Background technology
Carbon nanotube is widely used in polymkeric substance to the heat conduction of raising polymkeric substance, conduction and physicals etc. because of the structure of its uniqueness and the physical and chemical performance of excellence.But carbon nanotube itself has very high surface free energy, easily reunites, and not easily disperses in polymeric matrix, limit its application.The surface modification treatment of carbon nanotube is one of important channel of improving its dispersive ability in the polymer and then the excellent carbon nano-tube/polymer composite material of processability;
Hydroxy-terminated polybutadienes is liquid because of it at normal temperatures, and transparency is good, the low good processability of viscosity; And it and chainextender, linking agent react the cured article that can generate tridimensional network at ambient temperature or elevated temperature, this cured article has excellent mechanical property, good oil resistant and water resistance, particularly acid and alkali-resistance, wear-resisting, low temperature resistant and electrical insulation capability is better, become output in distant pawl series of fluids rubber maximum, purposes is a kind the most widely, is mainly used in the aspects such as solid propellant tackiness agent, polyurethane elastomer, material of construction, speciality coating, tackiness agent, Embedding Material, rubber and plastic and epoxy resin modification.Hydroxy-terminated polybutadienes gives its more characteristic by modification later, improves its performance, has widened the Application Areas of hydroxy-terminated polybutadienes.
Summary of the invention
The object of the invention is exactly the defect in order to make up prior art, provides a kind of fiber cis-1,4-polybutadiene rubber material and preparation method thereof.

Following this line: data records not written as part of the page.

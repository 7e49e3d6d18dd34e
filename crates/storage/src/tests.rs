use std::sync::Arc;

use storage_core::ObjectStorageLike;
use storage_impl_fs::{LocalConfig, LocalStorage};
use storage_impl_memory::MemoryStorage;
use tempfile::TempDir;

/// A provider under test plus whatever must outlive it.
struct Fixture {
  storage: Arc<dyn ObjectStorageLike>,
  _dir:    Option<TempDir>,
}

trait StorageInstantiator {
  async fn init() -> Fixture;
}

struct LocalInstantiator;

impl StorageInstantiator for LocalInstantiator {
  async fn init() -> Fixture {
    let dir = TempDir::new().unwrap();
    let storage = LocalStorage::new(LocalConfig::new(dir.path()))
      .await
      .unwrap();
    Fixture {
      storage: Arc::new(storage),
      _dir:    Some(dir),
    }
  }
}

struct MemoryInstantiator;

impl StorageInstantiator for MemoryInstantiator {
  async fn init() -> Fixture {
    Fixture {
      storage: Arc::new(MemoryStorage::new()),
      _dir:    None,
    }
  }
}

#[generic_tests::define(attrs(tokio::test))]
mod contract {
  use std::{collections::HashSet, time::Duration};

  use bytes::Bytes;
  use storage_core::{
    ContainerOptions, ListOptions, StorageError, StoreOptions, ValidationError,
  };

  use super::*;

  const PNG: &[u8] = b"\x89PNG\r\n\x1a\nnot really";

  async fn store_png(
    storage: &dyn ObjectStorageLike,
    options: StoreOptions,
  ) -> storage_core::UploadResult {
    storage
      .store(Bytes::from_static(PNG), "photo.png", "image/png", options)
      .await
      .unwrap()
  }

  #[tokio::test]
  async fn test_store_round_trips<I: StorageInstantiator>() {
    let fixture = I::init().await;
    let storage = fixture.storage.as_ref();

    let result =
      store_png(storage, StoreOptions::default().with_prefix("product")).await;

    assert!(result.success);
    assert_eq!(result.size, PNG.len() as u64);
    assert_eq!(result.content_type, "image/png");
    assert!(result.name.starts_with("product_"));
    assert!(result.name.ends_with(".png"));

    let key = storage.resolve_address(&result.address).unwrap();
    assert_eq!(key, result.key);
    assert!(storage.recognizes(&result.address));

    let object = storage.stat(&result.address).await.unwrap();
    assert_eq!(object.key, result.key);
    assert_eq!(object.size, PNG.len() as u64);
    assert_eq!(
      storage.fetch(&result.address).await.unwrap(),
      Bytes::from_static(PNG)
    );
  }

  #[tokio::test]
  async fn test_private_store_round_trips<I: StorageInstantiator>() {
    let fixture = I::init().await;
    let storage = fixture.storage.as_ref();

    let result = store_png(storage, StoreOptions::default().private()).await;

    assert_eq!(storage.resolve_address(&result.address).unwrap(), result.key);
    assert!(storage.exists(&result.address).await);
  }

  #[tokio::test]
  async fn test_metadata_is_kept<I: StorageInstantiator>() {
    let fixture = I::init().await;
    let storage = fixture.storage.as_ref();

    let result = store_png(
      storage,
      StoreOptions::default()
        .with_uploaded_by("admin")
        .with_metadata("product-id", "7"),
    )
    .await;
    assert_eq!(result.metadata["product-id"], "7");

    let object = storage.stat(&result.address).await.unwrap();
    assert_eq!(object.metadata["product-id"], "7");
    assert_eq!(object.metadata["uploaded-by"], "admin");
    assert_eq!(object.metadata["original-name"], "photo.png");
    assert!(object.metadata.contains_key("uploaded-at"));
  }

  #[tokio::test]
  async fn test_disallowed_content_type_is_rejected<I: StorageInstantiator>() {
    let fixture = I::init().await;
    let storage = fixture.storage.as_ref();

    let err = storage
      .store(
        Bytes::from_static(b"%PDF-1.7"),
        "invoice.pdf",
        "application/pdf",
        StoreOptions::default(),
      )
      .await
      .unwrap_err();

    assert!(matches!(
      err,
      StorageError::Validation(ValidationError::DisallowedContentType { .. })
    ));
    let listed = storage.enumerate(None, ListOptions::default()).await.unwrap();
    assert!(listed.is_empty());
  }

  #[tokio::test]
  async fn test_caller_can_override_allow_list<I: StorageInstantiator>() {
    let fixture = I::init().await;
    let storage = fixture.storage.as_ref();

    let options = StoreOptions {
      allowed_content_types: Some(vec!["application/pdf".to_owned()]),
      ..StoreOptions::default()
    };
    let result = storage
      .store(
        Bytes::from_static(b"%PDF-1.7"),
        "invoice.pdf",
        "application/pdf",
        options,
      )
      .await
      .unwrap();
    assert!(storage.exists(&result.address).await);
  }

  #[tokio::test]
  async fn test_empty_payload_is_rejected<I: StorageInstantiator>() {
    let fixture = I::init().await;
    let storage = fixture.storage.as_ref();

    let err = storage
      .store(Bytes::new(), "a.png", "image/png", StoreOptions::default())
      .await
      .unwrap_err();
    assert!(err.is_validation());
  }

  #[tokio::test]
  async fn test_delete_then_exists<I: StorageInstantiator>() {
    let fixture = I::init().await;
    let storage = fixture.storage.as_ref();

    let result = store_png(storage, StoreOptions::default()).await;
    assert!(storage.exists(&result.address).await);

    assert!(storage.delete(&result.address).await.unwrap());
    assert!(!storage.exists(&result.address).await);

    // deleting again is not an error
    assert!(storage.delete(&result.address).await.is_ok());
  }

  #[tokio::test]
  async fn test_stat_missing_object<I: StorageInstantiator>() {
    let fixture = I::init().await;
    let storage = fixture.storage.as_ref();

    let err = storage.stat("missing.png").await.unwrap_err();
    assert!(err.is_not_found());
  }

  #[tokio::test]
  async fn test_exists_never_raises<I: StorageInstantiator>() {
    let fixture = I::init().await;
    let storage = fixture.storage.as_ref();

    assert!(!storage.exists("missing.png").await);
    assert!(!storage.exists("gs://someone-else/images/a.png").await);
    assert!(!storage.exists("").await);
  }

  #[tokio::test]
  async fn test_foreign_addresses_are_rejected<I: StorageInstantiator>() {
    let fixture = I::init().await;
    let storage = fixture.storage.as_ref();

    for address in [
      "https://storage.googleapis.com/bucket/images/a.png",
      "s3://bucket/images/a.png",
      "https://bucket.s3.us-east-1.amazonaws.com/images/a.png",
    ] {
      assert!(!storage.recognizes(address), "{address}");
      assert!(
        matches!(
          storage.resolve_address(address),
          Err(StorageError::ForeignAddress { .. })
        ),
        "{address}"
      );
    }
  }

  #[tokio::test]
  async fn test_bare_names_resolve_into_folder<I: StorageInstantiator>() {
    let fixture = I::init().await;
    let storage = fixture.storage.as_ref();

    let key = storage.resolve_address("a.png").unwrap();
    assert_eq!(key.as_str(), format!("{}/a.png", storage.folder()));

    let key = storage.resolve_address("elsewhere/a.png").unwrap();
    assert_eq!(key.as_str(), "elsewhere/a.png");
  }

  #[tokio::test]
  async fn test_sign_returns_a_url<I: StorageInstantiator>() {
    let fixture = I::init().await;
    let storage = fixture.storage.as_ref();

    let result = store_png(storage, StoreOptions::default()).await;
    let url = storage
      .sign(&result.address, Duration::from_secs(3600))
      .await
      .unwrap();
    assert!(!url.is_empty());
  }

  #[tokio::test]
  async fn test_enumerate_and_usage<I: StorageInstantiator>() {
    let fixture = I::init().await;
    let storage = fixture.storage.as_ref();

    for _ in 0..3 {
      store_png(storage, StoreOptions::default()).await;
    }
    storage
      .store(
        Bytes::from_static(b"GIF89a"),
        "a.gif",
        "image/gif",
        StoreOptions::default(),
      )
      .await
      .unwrap();

    let all = storage.enumerate(None, ListOptions::default()).await.unwrap();
    assert_eq!(all.len(), 4);
    let limited = storage.enumerate(None, ListOptions::limit(2)).await.unwrap();
    assert_eq!(limited.len(), 2);

    let usage = storage.report_usage().await.unwrap();
    assert_eq!(usage.total_files, 4);
    assert_eq!(usage.total_size, 3 * PNG.len() as u64 + 6);
    assert_eq!(usage.by_content_type["image/png"].count, 3);
    assert_eq!(usage.by_content_type["image/gif"].count, 1);
    assert!(usage.oldest.is_some());
    assert!(usage.newest.is_some());
  }

  #[tokio::test]
  async fn test_ensure_container_is_idempotent<I: StorageInstantiator>() {
    let fixture = I::init().await;
    let storage = fixture.storage.as_ref();

    storage
      .ensure_container(ContainerOptions::default())
      .await
      .unwrap();
    storage
      .ensure_container(ContainerOptions::default())
      .await
      .unwrap();
  }

  #[tokio::test]
  async fn test_concurrent_stores_never_collide<I: StorageInstantiator>() {
    let fixture = I::init().await;

    let mut handles = Vec::new();
    for _ in 0..1000 {
      let storage = fixture.storage.clone();
      handles.push(tokio::spawn(async move {
        storage
          .store(
            Bytes::from_static(PNG),
            "same.png",
            "image/png",
            StoreOptions::default().with_prefix("dup"),
          )
          .await
          .unwrap()
          .address
      }));
    }

    let mut addresses = HashSet::new();
    for handle in handles {
      addresses.insert(handle.await.unwrap());
    }
    assert_eq!(addresses.len(), 1000);

    for address in &addresses {
      assert!(fixture.storage.exists(address).await, "{address}");
    }
  }

  #[instantiate_tests(<LocalInstantiator>)]
  mod local {}

  #[instantiate_tests(<MemoryInstantiator>)]
  mod memory {}
}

The present invention is achieved by the following technical solutions:
A kind of fiber cis-1,4-polybutadiene rubber material, it is made up of the raw material of following weight parts:
Ethanol 18-20, the trichloroisocyanuric acid 1-2 of 90-95%, antioxidant D FC1-2, accelerant C A1-2, ethyl cellulose 4-6, carbon nanotube 30-40, hydroxy-terminated polybutadienes 50-60, n-methyl-2-pyrrolidone 200-300, boron oxide 5-7, cis-1,4-polybutadiene rubber 160-200, beta-hydroxy alkylamide 0.8-1, Xylo-Mucine 4-7, sulphur 1.3-2, boronation two molybdenum 2-4, magnesium hydroxide 2-3.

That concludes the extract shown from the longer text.